__WORK INSTRUCTIONS__
Total the lines of the listing below that hold the word "WHERE". Output nothing except that number.

__EXERCISE MATERIAL__
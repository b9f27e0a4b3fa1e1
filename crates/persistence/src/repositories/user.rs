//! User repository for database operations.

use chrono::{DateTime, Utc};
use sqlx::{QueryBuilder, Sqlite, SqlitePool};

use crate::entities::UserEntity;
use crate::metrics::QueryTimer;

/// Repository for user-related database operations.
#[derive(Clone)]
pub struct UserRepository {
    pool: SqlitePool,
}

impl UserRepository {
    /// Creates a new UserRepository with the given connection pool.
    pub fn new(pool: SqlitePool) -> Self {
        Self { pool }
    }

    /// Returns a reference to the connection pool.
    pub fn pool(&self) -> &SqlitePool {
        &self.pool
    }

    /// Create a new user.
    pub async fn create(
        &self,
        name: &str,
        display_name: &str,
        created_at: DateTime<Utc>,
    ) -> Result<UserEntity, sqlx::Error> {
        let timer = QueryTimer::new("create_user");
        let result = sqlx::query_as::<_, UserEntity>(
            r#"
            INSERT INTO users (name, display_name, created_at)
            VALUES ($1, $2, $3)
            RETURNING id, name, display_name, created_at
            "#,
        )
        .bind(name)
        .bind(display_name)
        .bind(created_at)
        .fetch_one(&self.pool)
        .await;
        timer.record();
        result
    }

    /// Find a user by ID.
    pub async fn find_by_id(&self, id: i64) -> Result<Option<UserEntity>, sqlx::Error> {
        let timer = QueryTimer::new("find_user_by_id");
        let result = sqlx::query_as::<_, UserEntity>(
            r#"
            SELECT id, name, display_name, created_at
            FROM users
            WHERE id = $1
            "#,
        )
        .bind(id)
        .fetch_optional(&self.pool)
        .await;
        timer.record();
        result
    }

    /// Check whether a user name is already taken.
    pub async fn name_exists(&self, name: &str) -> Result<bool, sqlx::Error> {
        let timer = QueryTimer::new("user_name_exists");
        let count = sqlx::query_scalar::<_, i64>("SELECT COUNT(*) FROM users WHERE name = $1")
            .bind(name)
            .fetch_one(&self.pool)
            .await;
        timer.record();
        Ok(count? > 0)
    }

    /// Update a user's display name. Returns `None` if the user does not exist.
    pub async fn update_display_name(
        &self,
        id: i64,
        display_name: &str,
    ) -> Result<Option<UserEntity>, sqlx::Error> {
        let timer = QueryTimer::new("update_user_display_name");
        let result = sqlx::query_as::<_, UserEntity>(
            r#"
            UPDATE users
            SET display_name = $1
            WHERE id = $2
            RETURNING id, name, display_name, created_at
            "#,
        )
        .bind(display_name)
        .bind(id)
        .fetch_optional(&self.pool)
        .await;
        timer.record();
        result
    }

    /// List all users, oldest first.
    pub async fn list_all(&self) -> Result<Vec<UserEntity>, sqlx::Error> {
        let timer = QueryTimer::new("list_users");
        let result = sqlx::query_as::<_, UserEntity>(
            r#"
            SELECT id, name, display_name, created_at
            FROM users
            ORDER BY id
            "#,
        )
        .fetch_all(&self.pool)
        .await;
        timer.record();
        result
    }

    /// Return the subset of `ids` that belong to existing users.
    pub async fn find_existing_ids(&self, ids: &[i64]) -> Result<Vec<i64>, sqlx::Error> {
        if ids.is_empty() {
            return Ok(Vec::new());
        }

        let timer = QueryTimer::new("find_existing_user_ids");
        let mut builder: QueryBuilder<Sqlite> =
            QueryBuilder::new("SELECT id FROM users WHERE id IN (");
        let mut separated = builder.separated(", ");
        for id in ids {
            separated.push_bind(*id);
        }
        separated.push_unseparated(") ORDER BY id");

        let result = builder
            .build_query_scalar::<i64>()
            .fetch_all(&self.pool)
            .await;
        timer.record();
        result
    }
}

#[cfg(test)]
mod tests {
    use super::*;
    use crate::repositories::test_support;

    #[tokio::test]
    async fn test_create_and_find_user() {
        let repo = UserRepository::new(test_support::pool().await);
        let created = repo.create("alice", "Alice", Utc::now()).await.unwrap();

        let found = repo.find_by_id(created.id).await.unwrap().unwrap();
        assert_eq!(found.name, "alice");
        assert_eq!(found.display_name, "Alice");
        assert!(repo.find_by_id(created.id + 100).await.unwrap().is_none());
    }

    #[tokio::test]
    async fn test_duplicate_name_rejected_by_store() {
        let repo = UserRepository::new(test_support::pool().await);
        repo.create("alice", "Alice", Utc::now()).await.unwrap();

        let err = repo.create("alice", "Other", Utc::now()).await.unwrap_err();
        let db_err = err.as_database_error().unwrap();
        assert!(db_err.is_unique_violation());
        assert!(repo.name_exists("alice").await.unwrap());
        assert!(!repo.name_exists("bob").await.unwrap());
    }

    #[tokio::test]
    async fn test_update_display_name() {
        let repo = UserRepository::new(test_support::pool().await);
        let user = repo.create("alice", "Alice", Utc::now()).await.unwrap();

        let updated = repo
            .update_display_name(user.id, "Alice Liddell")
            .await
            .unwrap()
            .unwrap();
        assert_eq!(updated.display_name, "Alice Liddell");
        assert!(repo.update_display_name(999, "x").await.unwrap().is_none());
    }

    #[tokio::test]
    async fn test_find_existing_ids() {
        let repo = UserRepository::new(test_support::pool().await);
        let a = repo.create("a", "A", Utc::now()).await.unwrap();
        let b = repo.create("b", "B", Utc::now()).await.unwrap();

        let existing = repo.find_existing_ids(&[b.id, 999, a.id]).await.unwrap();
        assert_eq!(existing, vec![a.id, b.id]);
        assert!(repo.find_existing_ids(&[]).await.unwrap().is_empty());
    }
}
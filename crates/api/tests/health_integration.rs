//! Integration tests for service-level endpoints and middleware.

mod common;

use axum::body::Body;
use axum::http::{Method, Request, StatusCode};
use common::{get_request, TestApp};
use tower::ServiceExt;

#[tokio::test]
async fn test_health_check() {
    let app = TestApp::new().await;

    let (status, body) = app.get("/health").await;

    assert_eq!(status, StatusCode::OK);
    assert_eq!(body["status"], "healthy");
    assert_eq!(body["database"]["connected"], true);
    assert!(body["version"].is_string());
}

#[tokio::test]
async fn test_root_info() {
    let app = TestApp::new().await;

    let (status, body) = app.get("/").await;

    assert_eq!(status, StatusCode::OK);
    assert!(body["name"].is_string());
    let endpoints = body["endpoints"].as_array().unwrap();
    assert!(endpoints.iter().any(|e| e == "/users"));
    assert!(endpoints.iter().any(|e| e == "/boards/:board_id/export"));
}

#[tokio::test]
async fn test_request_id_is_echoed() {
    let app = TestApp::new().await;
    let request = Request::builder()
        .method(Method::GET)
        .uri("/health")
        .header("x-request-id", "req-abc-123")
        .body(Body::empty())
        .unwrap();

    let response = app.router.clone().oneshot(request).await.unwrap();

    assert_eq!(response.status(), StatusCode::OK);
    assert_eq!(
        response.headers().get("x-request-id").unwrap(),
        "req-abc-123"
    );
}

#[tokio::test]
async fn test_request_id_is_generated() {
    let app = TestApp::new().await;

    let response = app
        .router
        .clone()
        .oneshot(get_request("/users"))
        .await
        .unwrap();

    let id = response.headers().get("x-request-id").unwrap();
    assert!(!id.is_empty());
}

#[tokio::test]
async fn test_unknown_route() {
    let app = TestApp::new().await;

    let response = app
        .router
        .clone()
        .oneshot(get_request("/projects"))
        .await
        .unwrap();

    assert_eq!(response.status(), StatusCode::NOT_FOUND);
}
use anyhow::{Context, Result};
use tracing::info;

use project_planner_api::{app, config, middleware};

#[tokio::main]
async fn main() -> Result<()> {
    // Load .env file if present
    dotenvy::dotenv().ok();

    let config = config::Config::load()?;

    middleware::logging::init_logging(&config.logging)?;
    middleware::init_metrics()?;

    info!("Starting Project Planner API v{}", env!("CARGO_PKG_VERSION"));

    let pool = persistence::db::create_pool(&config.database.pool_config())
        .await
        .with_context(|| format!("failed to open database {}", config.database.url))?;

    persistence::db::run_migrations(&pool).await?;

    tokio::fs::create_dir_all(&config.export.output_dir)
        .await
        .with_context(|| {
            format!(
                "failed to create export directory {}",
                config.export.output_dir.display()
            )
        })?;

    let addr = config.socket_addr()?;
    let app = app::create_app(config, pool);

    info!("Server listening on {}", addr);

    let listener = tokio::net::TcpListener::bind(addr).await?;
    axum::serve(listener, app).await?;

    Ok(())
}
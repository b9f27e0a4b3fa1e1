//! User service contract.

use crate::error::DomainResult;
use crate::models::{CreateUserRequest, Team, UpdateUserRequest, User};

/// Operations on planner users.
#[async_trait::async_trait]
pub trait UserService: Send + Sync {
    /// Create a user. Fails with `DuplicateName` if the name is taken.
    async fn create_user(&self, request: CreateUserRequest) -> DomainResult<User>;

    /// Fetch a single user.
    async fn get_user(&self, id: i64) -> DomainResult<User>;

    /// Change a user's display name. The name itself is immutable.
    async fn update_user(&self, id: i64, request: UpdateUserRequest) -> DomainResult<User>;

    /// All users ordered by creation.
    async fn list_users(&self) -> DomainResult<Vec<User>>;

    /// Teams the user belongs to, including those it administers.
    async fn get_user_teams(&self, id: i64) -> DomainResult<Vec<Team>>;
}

==

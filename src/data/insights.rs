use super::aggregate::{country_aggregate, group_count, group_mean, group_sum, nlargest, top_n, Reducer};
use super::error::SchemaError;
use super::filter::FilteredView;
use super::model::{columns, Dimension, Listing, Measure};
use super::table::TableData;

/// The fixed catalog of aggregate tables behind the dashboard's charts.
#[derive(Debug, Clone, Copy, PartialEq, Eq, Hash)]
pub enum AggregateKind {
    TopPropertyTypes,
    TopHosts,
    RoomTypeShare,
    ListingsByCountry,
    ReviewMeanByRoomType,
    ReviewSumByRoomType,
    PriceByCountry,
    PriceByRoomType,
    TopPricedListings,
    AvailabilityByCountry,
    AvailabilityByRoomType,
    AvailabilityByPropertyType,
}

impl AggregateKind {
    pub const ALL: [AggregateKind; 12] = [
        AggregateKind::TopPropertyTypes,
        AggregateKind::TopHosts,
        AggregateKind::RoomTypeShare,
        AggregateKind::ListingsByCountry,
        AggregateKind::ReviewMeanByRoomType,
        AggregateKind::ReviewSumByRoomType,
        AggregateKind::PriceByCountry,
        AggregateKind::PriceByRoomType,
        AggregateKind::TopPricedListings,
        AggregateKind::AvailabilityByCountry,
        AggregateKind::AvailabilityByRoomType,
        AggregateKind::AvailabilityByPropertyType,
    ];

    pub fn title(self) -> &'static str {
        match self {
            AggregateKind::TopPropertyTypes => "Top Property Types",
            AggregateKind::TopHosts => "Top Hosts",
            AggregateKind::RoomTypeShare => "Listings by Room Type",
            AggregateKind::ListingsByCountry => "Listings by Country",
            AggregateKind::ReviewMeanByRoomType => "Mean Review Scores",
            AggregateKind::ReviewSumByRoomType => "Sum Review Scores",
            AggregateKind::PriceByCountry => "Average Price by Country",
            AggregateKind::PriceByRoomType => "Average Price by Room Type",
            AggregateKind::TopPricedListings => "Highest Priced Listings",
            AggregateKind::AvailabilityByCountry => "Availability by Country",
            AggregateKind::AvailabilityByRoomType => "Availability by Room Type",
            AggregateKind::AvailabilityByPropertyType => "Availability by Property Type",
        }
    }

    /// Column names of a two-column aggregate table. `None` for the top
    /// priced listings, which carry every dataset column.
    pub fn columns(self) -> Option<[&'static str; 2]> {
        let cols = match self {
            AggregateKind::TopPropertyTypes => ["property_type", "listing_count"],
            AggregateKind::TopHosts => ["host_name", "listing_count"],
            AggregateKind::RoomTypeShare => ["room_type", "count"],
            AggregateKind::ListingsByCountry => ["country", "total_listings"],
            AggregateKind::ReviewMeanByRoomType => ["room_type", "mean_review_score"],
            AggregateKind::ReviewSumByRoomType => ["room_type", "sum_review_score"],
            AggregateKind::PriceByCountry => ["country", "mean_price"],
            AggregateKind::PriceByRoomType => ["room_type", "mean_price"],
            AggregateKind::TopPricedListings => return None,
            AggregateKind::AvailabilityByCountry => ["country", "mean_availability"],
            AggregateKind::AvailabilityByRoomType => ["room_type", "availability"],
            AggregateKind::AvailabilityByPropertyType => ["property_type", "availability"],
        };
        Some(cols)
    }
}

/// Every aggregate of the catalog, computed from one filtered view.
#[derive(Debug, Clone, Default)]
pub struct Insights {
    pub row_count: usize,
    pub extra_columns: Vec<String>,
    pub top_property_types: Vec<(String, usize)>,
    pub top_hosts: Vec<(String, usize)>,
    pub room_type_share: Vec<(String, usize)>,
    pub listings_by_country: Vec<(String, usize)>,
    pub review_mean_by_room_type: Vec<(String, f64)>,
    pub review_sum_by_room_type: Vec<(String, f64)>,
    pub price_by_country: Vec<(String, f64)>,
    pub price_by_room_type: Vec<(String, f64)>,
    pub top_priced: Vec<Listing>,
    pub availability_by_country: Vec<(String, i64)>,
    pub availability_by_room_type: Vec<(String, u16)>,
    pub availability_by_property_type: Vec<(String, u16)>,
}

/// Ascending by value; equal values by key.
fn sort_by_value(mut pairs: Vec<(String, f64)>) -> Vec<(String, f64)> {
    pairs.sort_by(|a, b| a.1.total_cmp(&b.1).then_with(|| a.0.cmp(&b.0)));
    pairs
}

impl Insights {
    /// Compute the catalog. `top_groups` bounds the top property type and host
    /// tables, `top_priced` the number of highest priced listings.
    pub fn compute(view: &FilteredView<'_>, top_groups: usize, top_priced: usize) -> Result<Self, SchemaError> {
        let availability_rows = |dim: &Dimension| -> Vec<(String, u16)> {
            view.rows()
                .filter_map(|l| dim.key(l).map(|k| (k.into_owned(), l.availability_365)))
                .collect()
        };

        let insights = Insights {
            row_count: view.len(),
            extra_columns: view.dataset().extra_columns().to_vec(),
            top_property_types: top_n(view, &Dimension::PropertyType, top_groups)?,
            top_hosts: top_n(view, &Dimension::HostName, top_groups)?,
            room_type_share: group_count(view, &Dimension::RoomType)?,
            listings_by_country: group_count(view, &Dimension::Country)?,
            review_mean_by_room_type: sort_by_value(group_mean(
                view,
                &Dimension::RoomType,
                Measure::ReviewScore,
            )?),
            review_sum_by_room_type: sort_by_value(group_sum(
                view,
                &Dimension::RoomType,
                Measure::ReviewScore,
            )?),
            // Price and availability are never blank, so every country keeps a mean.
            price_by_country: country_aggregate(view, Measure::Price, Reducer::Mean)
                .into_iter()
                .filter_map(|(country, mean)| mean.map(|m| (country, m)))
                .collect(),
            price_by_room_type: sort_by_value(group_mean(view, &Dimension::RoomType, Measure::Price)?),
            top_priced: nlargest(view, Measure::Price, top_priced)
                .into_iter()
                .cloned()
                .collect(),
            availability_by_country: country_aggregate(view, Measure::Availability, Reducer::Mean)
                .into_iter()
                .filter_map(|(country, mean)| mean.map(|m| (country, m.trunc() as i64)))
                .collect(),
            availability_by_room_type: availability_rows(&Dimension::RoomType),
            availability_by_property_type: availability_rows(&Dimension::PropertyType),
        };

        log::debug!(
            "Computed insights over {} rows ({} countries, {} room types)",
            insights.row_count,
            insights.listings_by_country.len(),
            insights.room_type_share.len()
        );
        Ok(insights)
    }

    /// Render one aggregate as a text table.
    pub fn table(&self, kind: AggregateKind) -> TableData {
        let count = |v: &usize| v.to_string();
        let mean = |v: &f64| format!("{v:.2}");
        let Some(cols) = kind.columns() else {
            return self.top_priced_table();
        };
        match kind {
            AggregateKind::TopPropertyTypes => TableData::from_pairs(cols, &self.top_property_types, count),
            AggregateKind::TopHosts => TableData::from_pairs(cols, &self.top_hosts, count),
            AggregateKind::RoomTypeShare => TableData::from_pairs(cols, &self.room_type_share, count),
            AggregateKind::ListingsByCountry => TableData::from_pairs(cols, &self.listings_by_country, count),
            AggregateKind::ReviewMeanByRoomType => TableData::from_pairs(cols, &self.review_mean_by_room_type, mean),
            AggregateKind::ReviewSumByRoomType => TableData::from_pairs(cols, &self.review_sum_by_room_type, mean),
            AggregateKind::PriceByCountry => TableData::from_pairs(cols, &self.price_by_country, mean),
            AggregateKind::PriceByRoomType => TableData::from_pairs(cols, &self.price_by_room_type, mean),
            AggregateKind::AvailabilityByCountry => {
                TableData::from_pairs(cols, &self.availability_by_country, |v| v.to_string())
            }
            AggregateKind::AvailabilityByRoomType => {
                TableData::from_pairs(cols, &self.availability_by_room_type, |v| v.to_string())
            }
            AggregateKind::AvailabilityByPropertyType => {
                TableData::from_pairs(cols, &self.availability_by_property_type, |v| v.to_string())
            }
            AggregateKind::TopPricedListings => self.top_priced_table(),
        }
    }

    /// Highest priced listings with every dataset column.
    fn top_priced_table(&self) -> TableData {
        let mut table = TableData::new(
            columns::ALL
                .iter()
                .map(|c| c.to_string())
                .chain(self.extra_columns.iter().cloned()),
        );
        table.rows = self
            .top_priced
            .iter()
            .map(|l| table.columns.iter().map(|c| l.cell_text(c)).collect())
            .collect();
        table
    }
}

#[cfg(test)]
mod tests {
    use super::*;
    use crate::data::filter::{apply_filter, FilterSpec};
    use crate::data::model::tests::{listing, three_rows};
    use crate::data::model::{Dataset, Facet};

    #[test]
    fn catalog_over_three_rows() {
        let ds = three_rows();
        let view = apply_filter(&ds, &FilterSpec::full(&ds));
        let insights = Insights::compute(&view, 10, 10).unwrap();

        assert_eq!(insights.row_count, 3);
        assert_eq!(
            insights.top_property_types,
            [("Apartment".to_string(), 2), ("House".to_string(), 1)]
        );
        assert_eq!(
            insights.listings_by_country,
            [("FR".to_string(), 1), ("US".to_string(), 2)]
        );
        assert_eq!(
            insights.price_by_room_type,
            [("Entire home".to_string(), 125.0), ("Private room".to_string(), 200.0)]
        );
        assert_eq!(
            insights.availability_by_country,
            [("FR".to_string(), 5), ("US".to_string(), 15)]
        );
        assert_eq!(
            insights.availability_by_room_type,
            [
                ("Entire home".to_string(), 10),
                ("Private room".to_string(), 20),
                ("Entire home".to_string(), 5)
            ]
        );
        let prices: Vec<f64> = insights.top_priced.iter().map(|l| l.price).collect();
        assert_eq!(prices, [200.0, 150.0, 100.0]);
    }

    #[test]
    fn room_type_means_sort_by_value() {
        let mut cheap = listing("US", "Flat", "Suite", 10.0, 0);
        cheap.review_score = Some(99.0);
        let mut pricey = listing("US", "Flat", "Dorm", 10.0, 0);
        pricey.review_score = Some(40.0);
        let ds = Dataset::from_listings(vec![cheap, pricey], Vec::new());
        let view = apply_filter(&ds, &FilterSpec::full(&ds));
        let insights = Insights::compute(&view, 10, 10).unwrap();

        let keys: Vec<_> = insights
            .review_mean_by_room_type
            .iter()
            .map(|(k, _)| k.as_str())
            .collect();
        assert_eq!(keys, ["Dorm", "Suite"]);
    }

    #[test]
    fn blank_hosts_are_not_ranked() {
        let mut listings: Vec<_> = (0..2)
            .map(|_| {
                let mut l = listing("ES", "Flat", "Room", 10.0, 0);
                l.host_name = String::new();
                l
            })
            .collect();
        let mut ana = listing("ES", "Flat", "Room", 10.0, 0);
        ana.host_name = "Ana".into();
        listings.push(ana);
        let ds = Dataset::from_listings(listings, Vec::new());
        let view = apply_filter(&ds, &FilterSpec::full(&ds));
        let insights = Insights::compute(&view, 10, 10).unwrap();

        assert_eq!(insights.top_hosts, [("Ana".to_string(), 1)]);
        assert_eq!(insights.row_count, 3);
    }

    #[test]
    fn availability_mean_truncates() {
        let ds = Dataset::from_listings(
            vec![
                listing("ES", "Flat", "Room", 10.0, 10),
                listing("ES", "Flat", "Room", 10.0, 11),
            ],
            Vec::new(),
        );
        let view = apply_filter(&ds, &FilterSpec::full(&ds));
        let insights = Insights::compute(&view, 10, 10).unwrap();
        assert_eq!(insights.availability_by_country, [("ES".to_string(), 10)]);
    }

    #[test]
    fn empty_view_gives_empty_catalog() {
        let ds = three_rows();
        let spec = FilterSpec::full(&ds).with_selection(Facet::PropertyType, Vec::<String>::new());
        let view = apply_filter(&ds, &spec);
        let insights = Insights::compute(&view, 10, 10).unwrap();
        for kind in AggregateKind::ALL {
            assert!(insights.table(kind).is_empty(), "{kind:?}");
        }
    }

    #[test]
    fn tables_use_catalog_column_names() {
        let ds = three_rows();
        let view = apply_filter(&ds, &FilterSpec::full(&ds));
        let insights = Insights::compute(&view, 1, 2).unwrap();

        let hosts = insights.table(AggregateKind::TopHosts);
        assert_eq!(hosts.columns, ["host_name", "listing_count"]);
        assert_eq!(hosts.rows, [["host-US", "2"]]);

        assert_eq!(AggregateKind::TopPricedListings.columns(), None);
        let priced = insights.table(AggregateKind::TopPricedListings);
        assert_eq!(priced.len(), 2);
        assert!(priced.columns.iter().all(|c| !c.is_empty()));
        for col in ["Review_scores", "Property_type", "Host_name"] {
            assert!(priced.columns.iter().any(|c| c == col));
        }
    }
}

__OUTPUT FOR THIS TASK__
4